Disclaimer: I don't own anything. Except your love. (jk)

Hey this was bigger hit than I thought :) 4 positive reviews as opposed to the one awful flame I was expecting. Guess I'm not as out of practice as I thought, so I made another chapter. R+R greatly appreciated!

Ch 2- The Dreaded Teddy Bear Steve

The next day, it rained even harder. Basch and Balthier, in the local bar, met with the Viera who put up the mark for the rank 5 Vyraal. "I thought you were going to help me slay the Vyraal yesterday! Why were you not at our rendezvous when I got there?"

"It's very complicated," Basch began to explain. "See, we were about to leave when we, uh…"

"We were attacked," Balthier blurted out.

"By a monkey."

"A green one."

"With fangs."

"And a gun."

"And a low fat chili dog!"

Balthier turned to Basch. "Why don't you just go along and play in traffic?"

Basch sourly stuck his tongue out at Balthier. "The joke's on you, there's no such thing as a car."

The Viera shook her head in disappointment. "Humes just can't be trusted."

"Yeah, well, you smell like dirty underwear," quipped a spiteful Balthier.

"Look," snapped the Viera. "In three days, at noon, meet me at the Steppe.

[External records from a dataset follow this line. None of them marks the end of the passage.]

//! Dialogue and area orchestrators - the end-to-end per-request pipelines
//!
//! The dialogue contract never errors for LLM or parse failures; those paths
//! return an affinity-selected fallback line with `used_fallback` set, and
//! skip every state mutation. Only the initial state fetch is fatal.

use crate::cache::{area_key, context_hash, dialogue_key, FingerprintCache};
use crate::intent::select_intent;
use crate::prompt::{EnvironmentContext, PromptBuilder};
use crate::repository::{CharacterStore, MemoryStore, RelationshipStore, RepositoryError};
use chrono::Utc;
use std::sync::Arc;
use std::time::Instant;
use thornvale_core::{DialogueResponse, EntityId, Priority};
use thornvale_llm::{parse_response, TextGenerator, ValidationConfig};
use thornvale_mind::{infer_reaction, Affinity, EmotionProfile, Memory, MemoryContent};
use thornvale_pipeline::{fallback_template, DegradationController, FallbackDomain};
use tracing::{debug, warn};

/// Affinity-selected static lines for when the generator cannot answer.
fn fallback_line(affinity: &Affinity) -> &'static str {
    if affinity.affection > 50.0 {
        "Hm? Oh - good to see you. Forgive me, my mind is elsewhere."
    } else if affinity.affection < -20.0 {
        "They grunt and say nothing."
    } else if affinity.fear > 50.0 {
        "They glance away, refusing to meet your eyes."
    } else {
        "They give a silent nod."
    }
}

/// Affinity deltas implied by the NPC's own emotional reaction.
fn sentiment_deltas(reaction: &str) -> (f64, f64) {
    match reaction {
        "joy" | "excited" => (2.0, 1.0),
        "anger" => (-3.0, -2.0),
        "fear" => (0.0, -1.0),
        _ => (0.0, 0.0),
    }
}

pub struct DialogueOrchestrator {
    characters: Arc<dyn CharacterStore>,
    memories: Arc<dyn MemoryStore>,
    relationships: Arc<dyn RelationshipStore>,
    generator: Arc<dyn TextGenerator>,
    cache: Arc<FingerprintCache>,
    degradation: Arc<DegradationController>,
    validation: ValidationConfig,
    model: String,
}

impl DialogueOrchestrator {
    #[allow(clippy::too_many_arguments)]
    pub fn new(
        characters: Arc<dyn CharacterStore>,
        memories: Arc<dyn MemoryStore>,
        relationships: Arc<dyn RelationshipStore>,
        generator: Arc<dyn TextGenerator>,
        cache: Arc<FingerprintCache>,
        degradation: Arc<DegradationController>,
        model: impl Into<String>,
    ) -> Self {
        Self {
            characters,
            memories,
            relationships,
            generator,
            cache,
            degradation,
            validation: ValidationConfig::default(),
            model: model.into(),
        }
    }

    /// One utterance through the whole pipeline.
    pub async fn generate_dialogue(
        &self,
        npc: EntityId,
        speaker: EntityId,
        utterance: &str,
    ) -> Result<DialogueResponse, RepositoryError> {
        // 1. State fetch - the only fatal stretch.
        let character = self.characters.character(npc).await?;
        let personality = self.characters.personality(npc).await?;
        let mood = self.characters.mood(npc).await?;
        let desires = self.characters.desires(npc).await?;
        let speaker_character = self.characters.character(speaker).await?;
        let relationship = self.relationships.get_or_create(npc, speaker).await?;
        let recent = self.memories.recent(npc, 5).await?;
        let drift = self.relationships.drift(npc).await?;

        // 2. Intent from the desire profile.
        let intent = select_intent(&desires);

        // 3. Cache probe. A hit returns without touching any state.
        let drift_level = drift
            .as_ref()
            .map(|d| d.metrics.level.as_str())
            .unwrap_or("none");
        let fingerprint = context_hash(
            mood.kind.as_str(),
            intent.kind.as_str(),
            relationship.affinity.affection,
            relationship.affinity.trust,
            relationship.affinity.fear,
            drift_level,
        );
        let key = dialogue_key(npc, speaker, intent.kind.as_str(), &fingerprint);
        if let Some(text) = self.cache.get(&key) {
            debug!(%npc, %speaker, "dialogue cache hit");
            let (emotional_reaction, emotional_weight) = infer_reaction(&text);
            return Ok(DialogueResponse {
                text,
                emotional_reaction,
                emotional_weight,
                used_fallback: false,
            });
        }

        // 4. Prompt assembly.
        let urgency = desires
            .top_need()
            .map(|(_, need)| need.value)
            .unwrap_or(0.0);
        let mut builder = PromptBuilder::new();
        builder
            .identity(&character)
            .personality(&personality)
            .current_state(&mood, intent.descriptor, urgency, "in good health")
            .speaker(&speaker_character.name, &relationship.affinity)
            .memories(&recent)
            .topic(intent.kind.as_str())
            .utterance(utterance);
        if let Some(snapshot) = &drift {
            builder.drift(&snapshot.baseline, &snapshot.current, &snapshot.metrics);
        }
        let prompt = builder.render();

        // 5. Generation, degraded or failed paths fall back.
        let generated = if self.degradation.should_bypass(Priority::Normal) {
            debug!(tier = self.degradation.tier().as_str(), "bypassing llm");
            None
        } else {
            let started = Instant::now();
            match self.generator.generate(&self.model, &prompt).await {
                Ok(raw) => {
                    self.degradation.record_success(started.elapsed());
                    match parse_response(&raw, &self.validation) {
                        Ok(text) => Some(text),
                        Err(e) => {
                            warn!(%npc, error = %e, "generated dialogue rejected");
                            None
                        }
                    }
                }
                Err(e) => {
                    if e.is_upstream() {
                        self.degradation.record_failure();
                    }
                    warn!(%npc, error = %e, "dialogue generation failed");
                    None
                }
            }
        };

        let (text, used_fallback) = match generated {
            Some(text) => (text, false),
            None => (fallback_line(&relationship.affinity).to_string(), true),
        };

        // 6. Emotional reaction from the final text.
        let (emotional_reaction, emotional_weight) = infer_reaction(&text);

        // 7. Post-generation state writes, fire-and-forget. Fallback lines
        //    leave no trace.
        if !used_fallback {
            self.cache.set(key, text.clone());
            self.spawn_state_update(
                npc,
                speaker,
                utterance.to_string(),
                text.clone(),
                intent.kind.as_str().to_string(),
                emotional_reaction.clone(),
                emotional_weight,
                relationship,
            );
        }

        Ok(DialogueResponse {
            text,
            emotional_reaction,
            emotional_weight,
            used_fallback,
        })
    }

    #[allow(clippy::too_many_arguments)]
    fn spawn_state_update(
        &self,
        npc: EntityId,
        speaker: EntityId,
        heard: String,
        spoken: String,
        topic: String,
        reaction: String,
        weight: f64,
        mut relationship: thornvale_mind::Relationship,
    ) {
        let memories = self.memories.clone();
        let relationships = self.relationships.clone();

        tokio::spawn(async move {
            let now = Utc::now();
            let mut emotions = EmotionProfile::new();
            emotions.set(&reaction, weight.max(0.05));
            let memory = Memory::new(
                npc,
                MemoryContent::Conversation {
                    participant: speaker,
                    heard,
                    spoken,
                    outcome: reaction.clone(),
                    topic,
                },
                emotions,
                weight,
                now,
            );
            if let Err(e) = memories.store(memory).await {
                warn!(%npc, error = %e, "conversation memory write failed");
            }

            let (affection, trust) = sentiment_deltas(&reaction);
            if affection != 0.0 || trust != 0.0 {
                relationship.affinity.apply(affection, trust, 0.0);
                relationship.last_interaction = now;
                if let Err(e) = relationships.save(relationship).await {
                    warn!(%npc, error = %e, "relationship update failed");
                }
            }
        });
    }
}

/// What the area pipeline needs to fingerprint and describe a location.
#[derive(Clone, Debug)]
pub struct AreaRequest {
    pub area: String,
    pub world_id: String,
    pub x: i64,
    pub y: i64,
    pub z: i64,
    pub weather: String,
    pub time_of_day: String,
    pub season: String,
    pub perception: f64,
    pub notable: Vec<String>,
}

/// Mirror of the dialogue pipeline for generated area prose: probe the area
/// cache by bucketed perception, generate, fall back to the static area
/// template, cache successes.
pub struct AreaOrchestrator {
    generator: Arc<dyn TextGenerator>,
    cache: Arc<FingerprintCache>,
    degradation: Arc<DegradationController>,
    validation: ValidationConfig,
    model: String,
}

impl AreaOrchestrator {
    pub fn new(
        generator: Arc<dyn TextGenerator>,
        cache: Arc<FingerprintCache>,
        degradation: Arc<DegradationController>,
        model: impl Into<String>,
    ) -> Self {
        Self {
            generator,
            cache,
            degradation,
            validation: ValidationConfig {
                max_code_points: 1200,
                ..ValidationConfig::default()
            },
            model: model.into(),
        }
    }

    /// Returns the description and whether the fallback template served it.
    pub async fn describe_area(&self, request: &AreaRequest) -> (String, bool) {
        let key = area_key(
            &request.area,
            &request.world_id,
            request.x,
            request.y,
            request.z,
            &request.weather,
            &request.time_of_day,
            &request.season,
            request.perception,
        );
        if let Some(text) = self.cache.get(&key) {
            debug!(area = %request.area, "area cache hit");
            return (text, false);
        }

        if self.degradation.should_bypass(Priority::Low) {
            return (fallback_template(FallbackDomain::Area).to_string(), true);
        }

        let prompt = self.area_prompt(request);
        let started = Instant::now();
        match self.generator.generate(&self.model, &prompt).await {
            Ok(raw) => {
                self.degradation.record_success(started.elapsed());
                match parse_response(&raw, &self.validation) {
                    Ok(text) => {
                        self.cache.set(key, text.clone());
                        (text, false)
                    }
                    Err(e) => {
                        warn!(area = %request.area, error = %e, "area prose rejected");
                        (fallback_template(FallbackDomain::Area).to_string(), true)
                    }
                }
            }
            Err(e) => {
                if e.is_upstream() {
                    self.degradation.record_failure();
                }
                warn!(area = %request.area, error = %e, "area generation failed");
                (fallback_template(FallbackDomain::Area).to_string(), true)
            }
        }
    }

    fn area_prompt(&self, request: &AreaRequest) -> String {
        let env = EnvironmentContext {
            location: request.area.clone(),
            time_of_day: request.time_of_day.clone(),
            weather: request.weather.clone(),
            nearby: request.notable.clone(),
        };
        let detail = match crate::cache::perception_bucket(request.perception) {
            0 => "Describe only what an inattentive eye would catch.",
            1 => "Describe the obvious features and one smaller detail.",
            2 => "Describe the scene attentively, including subtle details.",
            _ => "Describe the scene as a keen observer would, down to faint traces.",
        };
        let mut builder = PromptBuilder::new();
        builder.environment(&env).topic(&format!(
            "describing this place in {} during {}",
            request.season, request.time_of_day
        ));
        format!(
            "{}\n\n{}\nWrite a short second-person room description, prose only.",
            builder.render(),
            detail
        )
    }
}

This is your final warning. If you're not there, I'll just have to take my business to Teddy Bear Steve."

Balthier gasped. "You wouldn't dare!"

"Who's that?" Basch inquired.

"Teddy Bear Steve, the meanest pirate this side of the Salikawood, is only my greatest rival!"

"I thought your greatest rival was that bounty hunter Seeq, Ba'gamnan?"

"Yeah but I forgot his name and didn't feel like going online to find it so I made up a new person, then inadvertently came across it but was still intent on having an OC named Teddy Bear Steve so I kept him in! Hey, did someone just talk through me? No matter. The point is, we'll be there, you can count on that." They got up and left.

Outside, they walked across the plaza in the heavy rain towards Reddas' house. On the way there, they passed Fran and Ashe, holding a large green umbrella over their heads.

"Where are you guys going?" asked Balthier.

"We're going to the movies," Ashe answered. "We are going to see Grindhouse, would you like to come?"

"Why, I'd be delighted. Uh…" Balthier searched his pockets. "Can you spot a pirate some gil?"

"We only have enough for two tickets," said Fran, her lisp so strong that it was evident even though there were no S's in her sentence.

"No matter, Basch owes me 30 gil, don't you?" He turned to his older companion.

"Uh… you see, about that, I… look! The Basch signal!" Again he produced an auspicious black cape and disappeared.

"Hmm… I'll have to take a rain check." He suppressed a smile.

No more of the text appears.